**What is needed**
What you return must match every record word for word.

(Stored data)

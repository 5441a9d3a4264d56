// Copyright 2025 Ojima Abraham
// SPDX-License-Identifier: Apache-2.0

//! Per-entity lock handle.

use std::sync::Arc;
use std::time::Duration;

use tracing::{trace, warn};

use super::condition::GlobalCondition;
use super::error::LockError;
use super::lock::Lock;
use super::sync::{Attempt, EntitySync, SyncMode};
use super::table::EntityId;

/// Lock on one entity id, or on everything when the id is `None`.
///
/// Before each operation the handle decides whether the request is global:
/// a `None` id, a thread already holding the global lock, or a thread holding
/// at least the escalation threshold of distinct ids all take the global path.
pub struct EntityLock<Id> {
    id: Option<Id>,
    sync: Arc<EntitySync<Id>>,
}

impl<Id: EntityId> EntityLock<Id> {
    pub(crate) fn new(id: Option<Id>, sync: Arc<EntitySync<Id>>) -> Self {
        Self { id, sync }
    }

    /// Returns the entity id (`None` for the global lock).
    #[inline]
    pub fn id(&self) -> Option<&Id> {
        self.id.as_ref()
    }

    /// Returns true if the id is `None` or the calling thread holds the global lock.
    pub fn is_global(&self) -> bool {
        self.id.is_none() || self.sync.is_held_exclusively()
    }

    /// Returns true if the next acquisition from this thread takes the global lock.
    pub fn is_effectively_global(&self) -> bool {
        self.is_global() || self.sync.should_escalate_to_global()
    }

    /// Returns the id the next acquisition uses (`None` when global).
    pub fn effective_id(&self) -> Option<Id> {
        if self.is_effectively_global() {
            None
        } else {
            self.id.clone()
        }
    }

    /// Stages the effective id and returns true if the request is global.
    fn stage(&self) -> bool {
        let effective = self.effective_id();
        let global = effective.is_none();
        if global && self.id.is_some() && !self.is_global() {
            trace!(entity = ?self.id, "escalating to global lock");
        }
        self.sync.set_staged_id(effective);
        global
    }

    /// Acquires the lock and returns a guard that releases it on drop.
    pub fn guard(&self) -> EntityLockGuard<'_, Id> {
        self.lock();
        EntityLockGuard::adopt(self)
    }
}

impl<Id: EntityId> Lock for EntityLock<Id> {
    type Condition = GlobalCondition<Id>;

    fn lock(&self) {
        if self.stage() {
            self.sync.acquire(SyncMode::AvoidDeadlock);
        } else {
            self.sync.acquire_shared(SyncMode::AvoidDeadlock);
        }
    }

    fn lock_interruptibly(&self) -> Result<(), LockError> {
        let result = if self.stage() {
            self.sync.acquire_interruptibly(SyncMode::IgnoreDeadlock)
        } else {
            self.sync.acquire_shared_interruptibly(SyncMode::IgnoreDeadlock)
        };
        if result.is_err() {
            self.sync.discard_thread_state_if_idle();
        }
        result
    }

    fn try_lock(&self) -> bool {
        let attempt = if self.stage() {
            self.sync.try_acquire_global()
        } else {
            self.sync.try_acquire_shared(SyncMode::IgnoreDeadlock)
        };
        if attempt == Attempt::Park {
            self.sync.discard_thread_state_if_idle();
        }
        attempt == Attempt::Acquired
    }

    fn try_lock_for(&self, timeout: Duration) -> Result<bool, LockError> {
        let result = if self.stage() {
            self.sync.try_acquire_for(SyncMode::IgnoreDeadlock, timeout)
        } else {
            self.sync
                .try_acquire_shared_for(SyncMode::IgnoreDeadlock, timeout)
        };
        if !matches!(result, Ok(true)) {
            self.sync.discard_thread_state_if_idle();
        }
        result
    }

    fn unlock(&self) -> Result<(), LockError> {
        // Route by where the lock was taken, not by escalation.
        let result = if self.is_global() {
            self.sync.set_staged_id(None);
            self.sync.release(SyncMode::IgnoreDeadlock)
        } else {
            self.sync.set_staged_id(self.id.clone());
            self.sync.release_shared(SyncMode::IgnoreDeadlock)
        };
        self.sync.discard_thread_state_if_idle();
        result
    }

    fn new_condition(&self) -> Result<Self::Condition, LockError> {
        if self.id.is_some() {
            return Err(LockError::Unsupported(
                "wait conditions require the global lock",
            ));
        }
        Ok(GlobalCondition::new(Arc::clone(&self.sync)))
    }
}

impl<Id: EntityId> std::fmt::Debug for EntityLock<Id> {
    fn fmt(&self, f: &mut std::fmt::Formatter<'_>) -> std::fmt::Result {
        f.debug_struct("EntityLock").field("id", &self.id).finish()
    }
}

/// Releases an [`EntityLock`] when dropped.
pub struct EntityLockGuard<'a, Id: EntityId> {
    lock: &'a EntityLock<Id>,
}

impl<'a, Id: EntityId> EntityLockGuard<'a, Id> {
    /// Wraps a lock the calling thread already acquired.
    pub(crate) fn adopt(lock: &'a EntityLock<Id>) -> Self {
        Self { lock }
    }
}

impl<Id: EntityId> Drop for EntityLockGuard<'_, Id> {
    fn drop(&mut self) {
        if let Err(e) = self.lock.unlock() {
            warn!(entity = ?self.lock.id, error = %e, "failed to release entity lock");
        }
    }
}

**Task response**
repository 5441a9d3a4264d56
// Copyright 2025 Ojima Abraham
// SPDX-License-Identifier: Apache-2.0

//! Per-entity lock handle.

use std::sync::Arc;
use std::time::Duration;

use tracing::{trace, warn};

use super::condition::GlobalCondition;
use super::error::LockError;
use super::lock::Lock;
use super::sync::{Attempt, EntitySync, SyncMode};
use super::table::EntityId;

/// Lock on one entity id, or on everything when the id is `None`.
///
/// Before each operation the handle decides whether the request is global:
/// a `None` id, a thread already holding the global lock, or a thread holding
/// at least the escalation threshold of distinct ids all take the global path.
pub struct EntityLock<Id> {
    id: Option<Id>,
    sync: Arc<EntitySync<Id>>,
}

impl<Id: EntityId> EntityLock<Id> {
    pub(crate) fn new(id: Option<Id>, sync: Arc<EntitySync<Id>>) -> Self {
        Self { id, sync }
    }

    /// Returns the entity id (`None` for the global lock).
    #[inline]
    pub fn id(&self) -> Option<&Id> {
        self.id.as_ref()
    }

    /// Returns true if the id is `None` or the calling thread holds the global lock.
    pub fn is_global(&self) -> bool {
        self.id.is_none() || self.sync.is_held_exclusively()
    }

    /// Returns true if the next acquisition from this thread takes the global lock.
    pub fn is_effectively_global(&self) -> bool {
        self.is_global() || self.sync.should_escalate_to_global()
    }

    /// Returns the id the next acquisition uses (`None` when global).
    pub fn effective_id(&self) -> Option<Id> {
        if self.is_effectively_global() {
            None
        } else {
            self.id.clone()
        }
    }

    /// Stages the effective id and returns true if the request is global.
    fn stage(&self) -> bool {
        let effective = self.effective_id();
        let global = effective.is_none();
        if global && self.id.is_some() && !self.is_global() {
            trace!(entity = ?self.id, "escalating to global lock");
        }
        self.sync.set_staged_id(effective);
        global
    }

    /// Acquires the lock and returns a guard that releases it on drop.
    pub fn guard(&self) -> EntityLockGuard<'_, Id> {
        self.lock();
        EntityLockGuard::adopt(self)
    }
}

impl<Id: EntityId> Lock for EntityLock<Id> {
    type Condition = GlobalCondition<Id>;

    fn lock(&self) {
        if self.stage() {
            self.sync.acquire(SyncMode::AvoidDeadlock);
        } else {
            self.sync.acquire_shared(SyncMode::AvoidDeadlock);
        }
    }

    fn lock_interruptibly(&self) -> Result<(), LockError> {
        let result = if self.stage() {
            self.sync.acquire_interruptibly(SyncMode::IgnoreDeadlock)
        } else {
            self.sync.acquire_shared_interruptibly(SyncMode::IgnoreDeadlock)
        };
        if result.is_err() {
            self.sync.discard_thread_state_if_idle();
        }
        result
    }

    fn try_lock(&self) -> bool {
        let attempt = if self.stage() {
            self.sync.try_acquire_global()
        } else {
            self.sync.try_acquire_shared(SyncMode::IgnoreDeadlock)
        };
        if attempt == Attempt::Park {
            self.sync.discard_thread_state_if_idle();
        }
        attempt == Attempt::Acquired
    }

    fn try_lock_for(&self, timeout: Duration) -> Result<bool, LockError> {
        let result = if self.stage() {
            self.sync.try_acquire_for(SyncMode::IgnoreDeadlock, timeout)
        } else {
            self.sync
                .try_acquire_shared_for(SyncMode::IgnoreDeadlock, timeout)
        };
        if !matches!(result, Ok(true)) {
            self.sync.discard_thread_state_if_idle();
        }
        result
    }

    fn unlock(&self) -> Result<(), LockError> {
        // Route by where the lock was taken, not by escalation.
        let result = if self.is_global() {
            self.sync.set_staged_id(None);
            self.sync.release(SyncMode::IgnoreDeadlock)
        } else {
            self.sync.set_staged_id(self.id.clone());
            self.sync.release_shared(SyncMode::IgnoreDeadlock)
        };
        self.sync.discard_thread_state_if_idle();
        result
    }

    fn new_condition(&self) -> Result<Self::Condition, LockError> {
        if self.id.is_some() {
            return Err(LockError::Unsupported(
                "wait conditions require the global lock",
            ));
        }
        Ok(GlobalCondition::new(Arc::clone(&self.sync)))
    }
}

impl<Id: EntityId> std::fmt::Debug for EntityLock<Id> {
    fn fmt(&self, f: &mut std::fmt::Formatter<'_>) -> std::fmt::Result {
        f.debug_struct("EntityLock").field("id", &self.id).finish()
    }
}

/// Releases an [`EntityLock`] when dropped.
pub struct EntityLockGuard<'a, Id: EntityId> {
    lock: &'a EntityLock<Id>,
}

impl<'a, Id: EntityId> EntityLockGuard<'a, Id> {
    /// Wraps a lock the calling thread already acquired.
    pub(crate) fn adopt(lock: &'a EntityLock<Id>) -> Self {
        Self { lock }
    }
}

impl<Id: EntityId> Drop for EntityLockGuard<'_, Id> {
    fn drop(&mut self) {
        if let Err(e) = self.lock.unlock() {
            warn!(entity = ?self.lock.id, error = %e, "failed to release entity lock");
        }
    }
}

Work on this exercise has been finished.